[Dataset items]
-- Opening Marker --

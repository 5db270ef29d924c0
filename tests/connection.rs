mod support;

use futures::executor::block_on;
use http::{HeaderMap, Method, StatusCode};
use std::task::Poll;
use std::time::Duration;
use support::{poll_once, Harness};
use weft::frame::{self, Frame, Pseudo};
use weft::{Connection, Peer, Reason, StreamState};

fn request() -> Pseudo {
    Pseudo::request(Method::GET, "https://example.com/".parse().unwrap())
}

fn request_headers(id: u32, end_stream: bool) -> frame::Headers {
    let mut headers = frame::Headers::new(id.into(), request(), HeaderMap::new());
    if end_stream {
        headers.set_end_stream();
    }
    headers
}

fn response_headers(id: u32, end_stream: bool) -> frame::Headers {
    let mut headers = frame::Headers::new(
        id.into(),
        Pseudo::response(StatusCode::OK),
        HeaderMap::new(),
    );
    if end_stream {
        headers.set_end_stream();
    }
    headers
}

#[test]
fn settings_apply_on_ack() {
    let conn = Connection::builder(Peer::Client)
        .initial_window_size(1_000_000)
        .max_concurrent_streams(50)
        .build();
    let mut h = Harness::new(conn);

    // Nothing is applied until the peer acknowledges.
    assert_eq!(h.conn.local_settings().initial_window_size(), 65_535);

    h.feed(frame::Settings::ack());
    assert_eq!(h.conn.local_settings().initial_window_size(), 1_000_000);
    assert_eq!(h.conn.local_settings().max_concurrent_streams(), Some(50));
}

#[test]
fn initial_settings_frame_carries_the_configuration() {
    let conn = Connection::builder(Peer::Client)
        .initial_window_size(1_000_000)
        .build();

    let pipe = support::Pipe::new();
    let flush_conn = conn.clone();
    let writer = pipe.writer();
    let mut flush = Box::pin(async move { flush_conn.flush(writer).await });
    let _ = poll_once(&mut flush);

    let sent = pipe.take_sent();
    match &sent[0] {
        Frame::Settings(settings) => {
            assert!(!settings.is_ack());
            assert_eq!(settings.initial_window_size(), 1_000_000);
        }
        other => panic!("expected SETTINGS first, got {:?}", other),
    }
}

#[test]
fn ping_payload_round_trips() {
    let mut h = Harness::new(Connection::new(Peer::Client));

    let payload = [1, 2, 3, 4, 5, 6, 7, 8];
    let conn = h.conn.clone();
    let mut ping = Box::pin(conn.ping(payload));
    assert!(poll_once(&mut ping).is_pending());

    let sent = h.sent();
    match &sent[0] {
        Frame::Ping(frame) => {
            assert!(!frame.is_ack());
            assert_eq!(frame.payload(), &payload);
        }
        other => panic!("expected PING, got {:?}", other),
    }

    h.feed(frame::Ping::pong(payload));
    match poll_once(&mut ping) {
        Poll::Ready(Ok(_rtt)) => {}
        other => panic!("expected an RTT, got {:?}", other),
    }
}

#[test]
fn inbound_ping_is_acked_with_the_same_payload() {
    let mut h = Harness::new(Connection::new(Peer::Server));

    let payload = [9u8; 8];
    h.feed(frame::Ping::new(payload));

    let sent = h.sent();
    match &sent[0] {
        Frame::Ping(frame) => {
            assert!(frame.is_ack());
            assert_eq!(frame.payload(), &payload);
        }
        other => panic!("expected PING ack, got {:?}", other),
    }
}

#[test]
fn goaway_refuses_new_streams_but_drains_old_ones() {
    let mut h = Harness::new(Connection::new(Peer::Client));

    let kept = block_on(h.conn.open_stream(request(), HeaderMap::new(), true)).unwrap();
    let refused = block_on(h.conn.open_stream(request(), HeaderMap::new(), true)).unwrap();
    assert_eq!(kept.id(), 1u32);
    assert_eq!(refused.id(), 3u32);
    h.sent();

    // The server processed only stream 1.
    h.feed(frame::GoAway::new(1.into(), Reason::NO_ERROR));
    assert_eq!(
        h.conn.goaway_received(),
        Some((1u32.into(), Reason::NO_ERROR))
    );

    // Stream 3 will never be processed.
    assert_eq!(refused.state(), StreamState::Closed);
    let err = block_on(refused.read()).unwrap_err();
    assert_eq!(err.reason(), Some(Reason::REFUSED_STREAM));

    // Opening anything new fails locally.
    let err = block_on(h.conn.open_stream(request(), HeaderMap::new(), true)).unwrap_err();
    assert_eq!(err.reason(), Some(Reason::REFUSED_STREAM));

    // Stream 1 runs to completion.
    h.feed(response_headers(1, true));
    assert_eq!(kept.state(), StreamState::Closed);
    let (pseudo, _) = block_on(kept.read_headers()).unwrap();
    assert_eq!(pseudo.status, Some(StatusCode::OK));
}

#[test]
fn reset_grace_window_ignores_then_rejects() {
    let conn = Connection::builder(Peer::Server)
        .reset_stream_grace(Duration::from_millis(40))
        .build();
    let mut h = Harness::new(conn);

    h.feed(request_headers(5, false));
    let stream = block_on(h.conn.accept()).unwrap();

    stream.reset(Reason::CANCEL);
    h.sent();

    // Within the grace window: silently ignored.
    h.feed(frame::WindowUpdate::new(5.into(), 10));
    assert!(h.run_result.is_none());
    assert!(h.sent().is_empty());

    std::thread::sleep(Duration::from_millis(60));

    // Past the grace window: connection error PROTOCOL_ERROR.
    h.feed(frame::WindowUpdate::new(5.into(), 10));
    assert_eq!(h.run_error_reason(), Some(Reason::PROTOCOL_ERROR));
}

#[test]
fn peer_concurrency_limit_is_enforced() {
    let conn = Connection::builder(Peer::Server)
        .max_concurrent_streams(1)
        .build();
    let mut h = Harness::new(conn);

    h.feed(request_headers(1, false));
    h.feed(request_headers(3, false));

    // Stream 1 is fine, stream 3 is refused without hurting the
    // connection.
    assert!(h.run_result.is_none());
    let sent = h.sent();
    assert!(
        sent.iter().any(
            |f| matches!(f, Frame::Reset(r) if r.stream_id() == 3u32 && r.reason() == Reason::REFUSED_STREAM)
        ),
        "expected RST_STREAM(REFUSED_STREAM) for stream 3, got {:?}",
        sent
    );

    let first = block_on(h.conn.accept()).unwrap();
    assert_eq!(first.id(), 1u32);
}

#[test]
fn graceful_close_drains_active_streams() {
    let mut h = Harness::new(Connection::new(Peer::Server));

    h.feed(request_headers(1, true));
    let stream = block_on(h.conn.accept()).unwrap();

    h.conn.close(Reason::NO_ERROR);
    let sent = h.sent();
    assert!(
        sent.iter()
            .any(|f| matches!(f, Frame::GoAway(g) if g.reason() == Reason::NO_ERROR)),
        "expected GOAWAY, got {:?}",
        sent
    );

    let conn = h.conn.clone();
    let mut drained = Box::pin(conn.drained());
    assert!(poll_once(&mut drained).is_pending());

    // The last active stream finishes; the connection drains out.
    block_on(stream.send_headers(Pseudo::response(StatusCode::OK), HeaderMap::new(), true))
        .unwrap();
    h.turn();
    assert!(poll_once(&mut drained).is_ready());
    assert!(matches!(h.flush_result, Some(Ok(()))));
}

#[test]
fn abort_drain_cancels_survivors() {
    let mut h = Harness::new(Connection::new(Peer::Server));

    h.feed(request_headers(1, false));
    let stream = block_on(h.conn.accept()).unwrap();

    h.conn.close(Reason::NO_ERROR);
    h.sent();

    h.conn.abort_drain();
    assert_eq!(stream.state(), StreamState::Closed);

    let sent = h.sent();
    assert!(
        sent.iter().any(
            |f| matches!(f, Frame::Reset(r) if r.stream_id() == 1u32 && r.reason() == Reason::CANCEL)
        ),
        "expected RST_STREAM(CANCEL), got {:?}",
        sent
    );

    let conn = h.conn.clone();
    let mut drained = Box::pin(conn.drained());
    assert!(poll_once(&mut drained).is_ready());
}

#[test]
fn data_on_stream_zero_is_a_protocol_error() {
    let mut h = Harness::new(Connection::new(Peer::Server));

    // A DATA frame cannot name stream zero; the constructor refuses it,
    // so a hostile peer is simulated with a WINDOW_UPDATE bearing a
    // zero increment instead.
    h.feed(frame::WindowUpdate::new(0.into(), 0));
    assert_eq!(h.run_error_reason(), Some(Reason::PROTOCOL_ERROR));

    let sent = h.sent();
    assert!(
        sent.iter()
            .any(|f| matches!(f, Frame::GoAway(g) if g.reason() == Reason::PROTOCOL_ERROR)),
        "expected GOAWAY, got {:?}",
        sent
    );
}

#[test]
fn push_promise_with_zero_promised_id_is_a_protocol_error() {
    let mut h = Harness::new(Connection::new(Peer::Client));

    let parent = block_on(h.conn.open_stream(request(), HeaderMap::new(), false)).unwrap();
    assert_eq!(parent.id(), 1u32);
    h.sent();

    let promise = frame::PushPromise::new(1.into(), 0.into(), request(), HeaderMap::new());
    h.feed(promise);

    assert_eq!(h.run_error_reason(), Some(Reason::PROTOCOL_ERROR));
    let sent = h.sent();
    assert!(
        sent.iter()
            .any(|f| matches!(f, Frame::GoAway(g) if g.reason() == Reason::PROTOCOL_ERROR)),
        "expected GOAWAY, got {:?}",
        sent
    );
}

#[test]
fn headers_on_a_forgotten_stream_are_fatal() {
    let conn = Connection::builder(Peer::Server)
        .reset_stream_grace(Duration::from_millis(0))
        .build();
    let mut h = Harness::new(conn);

    h.feed(request_headers(5, true));
    let stream = block_on(h.conn.accept()).unwrap();
    block_on(stream.send_headers(Pseudo::response(StatusCode::OK), HeaderMap::new(), true))
        .unwrap();
    h.sent();

    std::thread::sleep(Duration::from_millis(5));

    // Stream 5 has been recycled; a lower id is "closed and forgotten".
    h.feed(request_headers(3, true));
    assert_eq!(h.run_error_reason(), Some(Reason::PROTOCOL_ERROR));
}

-- Closing Marker --

*WHAT YOU HAVE TO DO*
Scan the data, and report each line that uses the word "panic".

*OUTPUT*
        other => panic!("expected SETTINGS first, got {:?}", other),
        other => panic!("expected PING, got {:?}", other),
        other => panic!("expected an RTT, got {:?}", other),
        other => panic!("expected PING ack, got {:?}", other),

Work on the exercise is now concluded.